The nuclear power plants we have today generate electricity through fission, which is sort of the opposite of fusion. Energy is released when atoms are split rather than fused together.

Atomic experts often joke that fusion energy is always 30 years away, no matter which way you look at it.

A source confirms to CNN that for the first time ever US scientists at the Lawrence Livermore National Laboratory in California successfully produced a nuclear fusion reaction resulting in a net energy gain.

NIF scientists readily acknowledge that the facility was not designed with commercial fusion energy in mind — and many researchers doubt that laser-driven fusion will be the approach that ultimately yields fusion energy. Campbell believes that the success of the technology could lead to a new programme focused on energy applications. “This is absolutely necessary to have the credibility to sell an energy programme,” he says.

ITER director-general Bernard Bigot: “Tokamak hasn’t been built” and the future of fusion energy

There has been a huge sense of momentum at ITER since the success in the UK, but the people working on the project are also undergoing a major change.
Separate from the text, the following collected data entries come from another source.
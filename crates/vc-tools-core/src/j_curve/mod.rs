pub mod allocation;
pub mod presets;
pub mod profiles;
pub mod simulation;
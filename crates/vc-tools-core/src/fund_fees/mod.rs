pub mod presets;
pub mod schedule;
pub mod sensitivity;
pub mod waterfall;
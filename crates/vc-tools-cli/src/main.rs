mod commands;
mod input;
mod output;

use clap::{Parser, Subcommand, ValueEnum};
use colored::Colorize;
use std::process;

use commands::fund_fees::{FeeSensitivityArgs, FundFeesArgs};
use commands::j_curve::JCurveArgs;
use commands::term_sheet::{AntiDilutionArgs, DealStructureArgs, LiquidationArgs};
use commands::valuation_nuances::{
    ConvertibleNoteArgs, CumulativeDividendsArgs, MultiRoundArgs, OptionPoolArgs,
    OptionsPricingArgs, ParticipatingPreferredArgs, VcMethodArgs,
};

/// Venture capital fund and term-sheet calculators
#[derive(Parser)]
#[command(
    name = "vct",
    version,
    about = "Venture capital fund and term-sheet calculators",
    long_about = "A CLI for venture capital fund economics with decimal precision. \
                  Covers management fees and carry, J-curve cash flows, term sheet \
                  cap tables and waterfalls, and VC Method valuation."
)]
struct Cli {
    #[command(subcommand)]
    command: Commands,

    /// Output format
    #[arg(long, default_value = "json", global = true)]
    output: OutputFormat,
}

#[derive(Subcommand)]
enum Commands {
    /// Management fees, carry and LP net returns for a fund
    FundFees(FundFeesArgs),
    /// Net TVPI across a range of gross TVPI
    FeeSensitivity(FeeSensitivityArgs),
    /// Monthly J-curve cash flows for a venture portfolio
    JCurve(JCurveArgs),
    /// Compare post-round cap tables across term sheets
    DealStructure(DealStructureArgs),
    /// Liquidation preference waterfall across exit values
    Liquidation(LiquidationArgs),
    /// Anti-dilution adjustment in a down round
    AntiDilution(AntiDilutionArgs),
    /// Venture Capital Method valuation
    VcMethod(VcMethodArgs),
    /// Option pool timing (before, after naive, after adjusted)
    OptionPool(OptionPoolArgs),
    /// Series A pricing that anticipates a Series B
    MultiRound(MultiRoundArgs),
    /// Convertible note conversion at a Series A
    ConvertibleNote(ConvertibleNoteArgs),
    /// Binomial pricing of options attached to an investment
    OptionsPricing(OptionsPricingArgs),
    /// Participating vs. non-participating preferred
    ParticipatingPreferred(ParticipatingPreferredArgs),
    /// Participating preferred with cumulative dividends
    CumulativeDividends(CumulativeDividendsArgs),
    /// Print version information
    Version,
}

#[derive(Debug, Clone, ValueEnum)]
pub enum OutputFormat {
    Json,
    Table,
    Csv,
    Minimal,
}

fn main() {
    let cli = Cli::parse();

    let result: Result<serde_json::Value, Box<dyn std::error::Error>> = match cli.command {
        Commands::FundFees(args) => commands::fund_fees::run_fund_fees(args),
        Commands::FeeSensitivity(args) => commands::fund_fees::run_fee_sensitivity(args),
        Commands::JCurve(args) => commands::j_curve::run_j_curve(args),
        Commands::DealStructure(args) => commands::term_sheet::run_deal_structure(args),
        Commands::Liquidation(args) => commands::term_sheet::run_liquidation(args),
        Commands::AntiDilution(args) => commands::term_sheet::run_anti_dilution(args),
        Commands::VcMethod(args) => commands::valuation_nuances::run_vc_method(args),
        Commands::OptionPool(args) => commands::valuation_nuances::run_option_pool(args),
        Commands::MultiRound(args) => commands::valuation_nuances::run_multi_round(args),
        Commands::ConvertibleNote(args) => commands::valuation_nuances::run_convertible_note(args),
        Commands::OptionsPricing(args) => commands::valuation_nuances::run_options_pricing(args),
        Commands::ParticipatingPreferred(args) => {
            commands::valuation_nuances::run_participating_preferred(args)
        }
        Commands::CumulativeDividends(args) => {
            commands::valuation_nuances::run_cumulative_dividends(args)
        }
        Commands::Version => {
            println!("vct {}", env!("CARGO_PKG_VERSION"));
            return;
        }
    };

    match result {
        Ok(value) => {
            output::format_output(&cli.output, &value);
            process::exit(0);
        }
        Err(e) => {
            eprintln!("{}: {}", "error".red().bold(), e);
            process::exit(1);
        }
    }
}
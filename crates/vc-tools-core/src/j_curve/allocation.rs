use serde::{Deserialize, Serialize};

use crate::j_curve::profiles::Stage;

/// Share of companies entering at each stage, in whole percent points.
#[derive(Debug, Clone, Copy, PartialEq, Eq, Hash, Serialize, Deserialize)]
pub struct StageAllocation {
    pub seed: u32,
    pub series_a: u32,
    pub series_b: u32,
}

impl StageAllocation {
    pub fn new(seed: u32, series_a: u32, series_b: u32) -> Self {
        Self {
            seed,
            series_a,
            series_b,
        }
    }

    pub fn get(&self, stage: Stage) -> u32 {
        match stage {
            Stage::Seed => self.seed,
            Stage::SeriesA => self.series_a,
            Stage::SeriesB => self.series_b,
        }
    }

    fn set(&mut self, stage: Stage, value: u32) {
        match stage {
            Stage::Seed => self.seed = value,
            Stage::SeriesA => self.series_a = value,
            Stage::SeriesB => self.series_b = value,
        }
    }

    pub fn total(&self) -> u32 {
        self.seed
            .saturating_add(self.series_a)
            .saturating_add(self.series_b)
    }

    /// Set one stage and renormalise every stage to a rounded share of 100.
    ///
    /// Rounding each stage independently means the result can land on 99 or
    /// 101; the simulator absorbs that in its last stage.
    pub fn rebalance(&self, stage: Stage, value: u32) -> Self {
        let mut next = *self;
        next.set(stage, value);
        let total = next.total();
        if total > 0 {
            for s in Stage::ALL {
                let share = next.get(s) as u64 * 100;
                // round half up on non-negative integers
                let pct = (2 * share + total as u64) / (2 * total as u64);
                next.set(s, pct as u32);
            }
        }
        next
    }
}
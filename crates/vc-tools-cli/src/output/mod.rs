pub mod csv_out;
pub mod minimal;
pub mod table;

use crate::OutputFormat;
use serde_json::Value;

/// Dispatch output to the appropriate formatter.
///
/// CSV and minimal output carry no room for warnings, so those go to
/// stderr.
pub fn format_output(format: &OutputFormat, value: &Value) {
    match format {
        OutputFormat::Json => print_json(value),
        OutputFormat::Table => table::print_table(value),
        OutputFormat::Csv => {
            csv_out::print_csv(value);
            print_warnings(value);
        }
        OutputFormat::Minimal => {
            minimal::print_minimal(value);
            print_warnings(value);
        }
    }
}

fn print_json(value: &Value) {
    match serde_json::to_string_pretty(value) {
        Ok(s) => println!("{}", s),
        Err(e) => eprintln!("JSON serialization error: {}", e),
    }
}

fn print_warnings(value: &Value) {
    if let Some(Value::Array(warnings)) = value.get("warnings") {
        for w in warnings.iter().filter_map(Value::as_str) {
            eprintln!("warning: {}", w);
        }
    }
}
Their director general, Bernard Bigot (pronounced bi-GOH in French), died from illness on May 14 after leading ITER for seven years.

Bigot shared his optimism for fusion energy from his office, which overlooked the tokamak, a sci-fi like structure still under construction.

It’s not anymore. Since the Industrial Revolution and the population explosion. Fossil fuels did a lot of harm to our environment when we embraced them. He said that we now have 8 billion strong and in the middle of a climate crisis.

He said, there is no alternative, but to stop using our current main power source. “And the best option seems to be the one the universe has been utilizing for billions of years.”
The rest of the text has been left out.